Records for this task Start Marker

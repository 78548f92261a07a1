//! Integration tests for the error type.
//!
//! Tests error construction, display text, and context attachment.

use fable_foundation::{EntityId, Error, ErrorContext, ErrorKind};

// =============================================================================
// Construction and Display
// =============================================================================

#[test]
fn registration_errors_name_both_modules() {
    let err = Error::duplicate_handler("take", "core.take", "mod.sticky");
    let text = err.to_string();
    assert!(text.contains("take"));
    assert!(text.contains("core.take"));
    assert!(text.contains("mod.sticky"));
    assert!(matches!(err.kind, ErrorKind::DuplicateHandler { .. }));
}

#[test]
fn cycle_errors_render_the_loop() {
    let err = Error::hook_dependency_cycle(vec![
        "turn_weather".into(),
        "turn_tides".into(),
        "turn_weather".into(),
    ]);
    assert_eq!(
        err.to_string(),
        "hook dependency cycle: turn_weather -> turn_tides -> turn_weather"
    );
}

#[test]
fn unknown_behavior_mentions_suggestion_when_present() {
    let with = Error::unknown_behavior(
        EntityId::new("lamp"),
        "core.portible",
        Some("core.portable".into()),
    );
    assert!(with.to_string().contains("core.portable"));

    let without = Error::unknown_behavior(EntityId::new("lamp"), "zzz", None);
    assert!(without.to_string().contains("zzz"));
}

#[test]
fn path_errors_quote_the_path() {
    let err = Error::path_not_a_list("+name");
    assert!(err.to_string().contains("\"+name\""));
}

// =============================================================================
// Context
// =============================================================================

#[test]
fn context_attaches_module_entity_and_frames() {
    let err = Error::internal("boom").with_context(
        ErrorContext::new()
            .with_module("core.clock")
            .with_entity(EntityId::new("clock"))
            .with_frame("turn phase turn_tick"),
    );

    let context = err.context.as_ref().unwrap();
    let rendered = context.to_string();
    assert!(rendered.contains("core.clock"));
    assert!(rendered.contains("clock"));
    assert!(rendered.contains("turn phase turn_tick"));
}

#[test]
fn errors_without_context_carry_none() {
    let err = Error::duplicate_module("core.take");
    assert!(err.context.is_none());
}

Records for this task End Marker

-- The problem --
Select the lines from the entries that include the word "portable".

-- Answer section --
        Some("core.portable".into()),
    assert!(with.to_string().contains("core.portable"));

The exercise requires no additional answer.